## Task to carry out
Scan the material below for lines with the word "delta" and reply with how many there are, nothing else.

## Given records
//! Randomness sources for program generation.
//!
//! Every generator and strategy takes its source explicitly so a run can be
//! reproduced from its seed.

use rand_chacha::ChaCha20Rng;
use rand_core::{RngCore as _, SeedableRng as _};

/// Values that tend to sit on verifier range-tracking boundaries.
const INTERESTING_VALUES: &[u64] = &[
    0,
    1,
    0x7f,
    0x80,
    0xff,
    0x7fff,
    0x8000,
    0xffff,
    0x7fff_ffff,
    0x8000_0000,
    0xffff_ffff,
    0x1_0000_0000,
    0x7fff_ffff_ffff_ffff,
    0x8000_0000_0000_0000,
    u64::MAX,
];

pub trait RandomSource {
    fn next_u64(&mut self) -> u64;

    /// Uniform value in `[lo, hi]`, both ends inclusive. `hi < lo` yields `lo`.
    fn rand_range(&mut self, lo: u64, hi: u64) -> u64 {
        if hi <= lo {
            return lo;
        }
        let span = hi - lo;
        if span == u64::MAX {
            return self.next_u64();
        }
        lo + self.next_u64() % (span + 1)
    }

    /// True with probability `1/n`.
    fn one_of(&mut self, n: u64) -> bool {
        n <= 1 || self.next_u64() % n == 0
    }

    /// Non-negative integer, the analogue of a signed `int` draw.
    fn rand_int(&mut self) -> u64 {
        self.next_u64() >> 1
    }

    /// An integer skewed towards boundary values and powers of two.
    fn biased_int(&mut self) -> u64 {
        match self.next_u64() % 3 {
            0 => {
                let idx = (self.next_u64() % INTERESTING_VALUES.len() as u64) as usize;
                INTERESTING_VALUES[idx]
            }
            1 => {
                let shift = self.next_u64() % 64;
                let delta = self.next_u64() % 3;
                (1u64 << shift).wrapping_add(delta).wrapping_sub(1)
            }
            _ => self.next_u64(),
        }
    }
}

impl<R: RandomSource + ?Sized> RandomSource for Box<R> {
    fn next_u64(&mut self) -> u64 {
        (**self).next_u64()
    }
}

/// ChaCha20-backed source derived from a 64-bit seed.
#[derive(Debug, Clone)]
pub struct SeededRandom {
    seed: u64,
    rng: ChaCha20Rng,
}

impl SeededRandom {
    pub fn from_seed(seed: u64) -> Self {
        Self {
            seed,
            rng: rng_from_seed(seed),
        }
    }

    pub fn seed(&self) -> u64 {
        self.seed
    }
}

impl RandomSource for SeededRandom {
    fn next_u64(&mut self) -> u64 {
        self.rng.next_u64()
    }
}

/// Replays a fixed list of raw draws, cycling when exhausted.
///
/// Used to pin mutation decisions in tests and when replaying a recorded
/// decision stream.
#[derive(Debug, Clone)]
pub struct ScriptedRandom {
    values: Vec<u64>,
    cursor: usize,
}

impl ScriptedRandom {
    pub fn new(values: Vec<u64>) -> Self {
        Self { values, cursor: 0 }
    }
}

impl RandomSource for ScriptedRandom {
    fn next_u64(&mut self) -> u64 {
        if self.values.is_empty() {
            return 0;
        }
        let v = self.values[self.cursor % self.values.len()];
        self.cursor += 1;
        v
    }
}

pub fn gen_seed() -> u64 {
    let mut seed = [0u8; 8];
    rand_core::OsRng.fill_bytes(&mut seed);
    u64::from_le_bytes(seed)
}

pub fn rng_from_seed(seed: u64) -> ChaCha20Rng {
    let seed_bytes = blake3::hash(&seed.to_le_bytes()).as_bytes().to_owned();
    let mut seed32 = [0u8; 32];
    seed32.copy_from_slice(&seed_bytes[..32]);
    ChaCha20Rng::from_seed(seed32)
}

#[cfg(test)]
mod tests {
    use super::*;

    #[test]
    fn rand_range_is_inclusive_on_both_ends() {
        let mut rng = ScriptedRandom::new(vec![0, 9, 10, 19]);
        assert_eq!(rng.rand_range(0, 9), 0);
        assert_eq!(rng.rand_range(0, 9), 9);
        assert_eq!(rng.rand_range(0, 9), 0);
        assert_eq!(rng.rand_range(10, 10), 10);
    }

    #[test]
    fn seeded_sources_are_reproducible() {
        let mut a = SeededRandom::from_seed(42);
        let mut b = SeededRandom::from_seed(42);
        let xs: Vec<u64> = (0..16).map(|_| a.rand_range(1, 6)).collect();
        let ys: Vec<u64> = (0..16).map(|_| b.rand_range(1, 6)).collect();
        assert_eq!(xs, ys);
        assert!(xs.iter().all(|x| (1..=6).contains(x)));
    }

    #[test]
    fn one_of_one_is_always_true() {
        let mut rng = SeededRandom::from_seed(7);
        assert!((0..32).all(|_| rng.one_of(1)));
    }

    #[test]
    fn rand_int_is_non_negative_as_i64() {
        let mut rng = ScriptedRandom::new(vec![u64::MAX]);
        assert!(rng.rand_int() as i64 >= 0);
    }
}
==
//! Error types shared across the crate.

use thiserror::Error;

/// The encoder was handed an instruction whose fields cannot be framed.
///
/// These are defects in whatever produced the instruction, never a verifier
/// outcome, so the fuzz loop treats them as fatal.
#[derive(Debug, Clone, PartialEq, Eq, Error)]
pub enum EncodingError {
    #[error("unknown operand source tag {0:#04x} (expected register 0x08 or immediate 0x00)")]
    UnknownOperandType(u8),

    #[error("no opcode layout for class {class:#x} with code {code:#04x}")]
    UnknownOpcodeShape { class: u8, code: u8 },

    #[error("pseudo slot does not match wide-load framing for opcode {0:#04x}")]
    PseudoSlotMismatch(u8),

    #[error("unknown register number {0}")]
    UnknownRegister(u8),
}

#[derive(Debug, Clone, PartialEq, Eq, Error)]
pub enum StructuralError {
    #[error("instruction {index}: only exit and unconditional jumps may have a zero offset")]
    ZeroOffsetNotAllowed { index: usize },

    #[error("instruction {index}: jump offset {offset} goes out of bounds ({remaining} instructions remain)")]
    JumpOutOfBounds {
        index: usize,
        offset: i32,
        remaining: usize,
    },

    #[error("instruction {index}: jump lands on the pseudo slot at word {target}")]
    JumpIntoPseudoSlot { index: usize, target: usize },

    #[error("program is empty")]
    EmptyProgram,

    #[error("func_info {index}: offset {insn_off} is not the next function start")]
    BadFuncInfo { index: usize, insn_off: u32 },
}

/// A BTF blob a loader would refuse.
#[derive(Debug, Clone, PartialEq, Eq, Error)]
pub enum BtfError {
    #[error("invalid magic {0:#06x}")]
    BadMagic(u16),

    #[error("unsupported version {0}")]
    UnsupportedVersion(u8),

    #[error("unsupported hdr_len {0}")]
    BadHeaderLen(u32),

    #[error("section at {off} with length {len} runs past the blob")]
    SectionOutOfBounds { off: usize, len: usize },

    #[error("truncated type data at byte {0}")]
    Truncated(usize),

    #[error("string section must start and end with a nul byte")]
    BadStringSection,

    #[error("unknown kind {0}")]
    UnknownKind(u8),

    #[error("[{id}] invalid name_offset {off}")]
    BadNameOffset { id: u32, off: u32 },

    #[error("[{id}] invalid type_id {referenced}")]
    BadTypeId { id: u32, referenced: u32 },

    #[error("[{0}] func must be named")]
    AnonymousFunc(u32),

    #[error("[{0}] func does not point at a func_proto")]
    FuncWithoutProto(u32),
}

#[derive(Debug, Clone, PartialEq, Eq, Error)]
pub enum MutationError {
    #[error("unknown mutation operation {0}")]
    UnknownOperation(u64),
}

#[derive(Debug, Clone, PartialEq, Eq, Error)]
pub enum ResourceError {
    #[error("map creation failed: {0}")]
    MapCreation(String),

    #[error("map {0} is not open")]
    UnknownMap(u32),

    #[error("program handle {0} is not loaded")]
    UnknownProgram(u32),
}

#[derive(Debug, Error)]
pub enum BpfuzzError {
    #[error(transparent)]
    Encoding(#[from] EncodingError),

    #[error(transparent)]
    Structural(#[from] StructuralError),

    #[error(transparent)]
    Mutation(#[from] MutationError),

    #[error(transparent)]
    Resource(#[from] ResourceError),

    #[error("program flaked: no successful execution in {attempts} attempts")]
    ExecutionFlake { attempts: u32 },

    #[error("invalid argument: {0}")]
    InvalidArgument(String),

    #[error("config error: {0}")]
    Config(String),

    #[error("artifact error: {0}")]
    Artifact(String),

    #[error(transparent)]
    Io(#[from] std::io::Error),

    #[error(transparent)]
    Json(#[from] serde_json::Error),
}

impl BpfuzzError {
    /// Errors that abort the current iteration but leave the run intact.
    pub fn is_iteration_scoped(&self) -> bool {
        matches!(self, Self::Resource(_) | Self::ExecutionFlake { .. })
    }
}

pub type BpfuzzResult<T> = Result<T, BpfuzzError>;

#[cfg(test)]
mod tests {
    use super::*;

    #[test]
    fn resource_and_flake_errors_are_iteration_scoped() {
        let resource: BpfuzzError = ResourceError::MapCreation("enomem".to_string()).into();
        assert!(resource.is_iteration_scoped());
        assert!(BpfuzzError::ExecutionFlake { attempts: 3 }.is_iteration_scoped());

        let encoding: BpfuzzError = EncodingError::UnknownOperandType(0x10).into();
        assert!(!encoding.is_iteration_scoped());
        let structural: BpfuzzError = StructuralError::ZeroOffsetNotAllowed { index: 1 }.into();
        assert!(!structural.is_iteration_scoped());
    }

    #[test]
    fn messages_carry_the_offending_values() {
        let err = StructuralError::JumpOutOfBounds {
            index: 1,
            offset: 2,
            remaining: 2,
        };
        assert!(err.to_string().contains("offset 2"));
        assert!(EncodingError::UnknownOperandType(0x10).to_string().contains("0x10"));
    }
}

## Answer area
2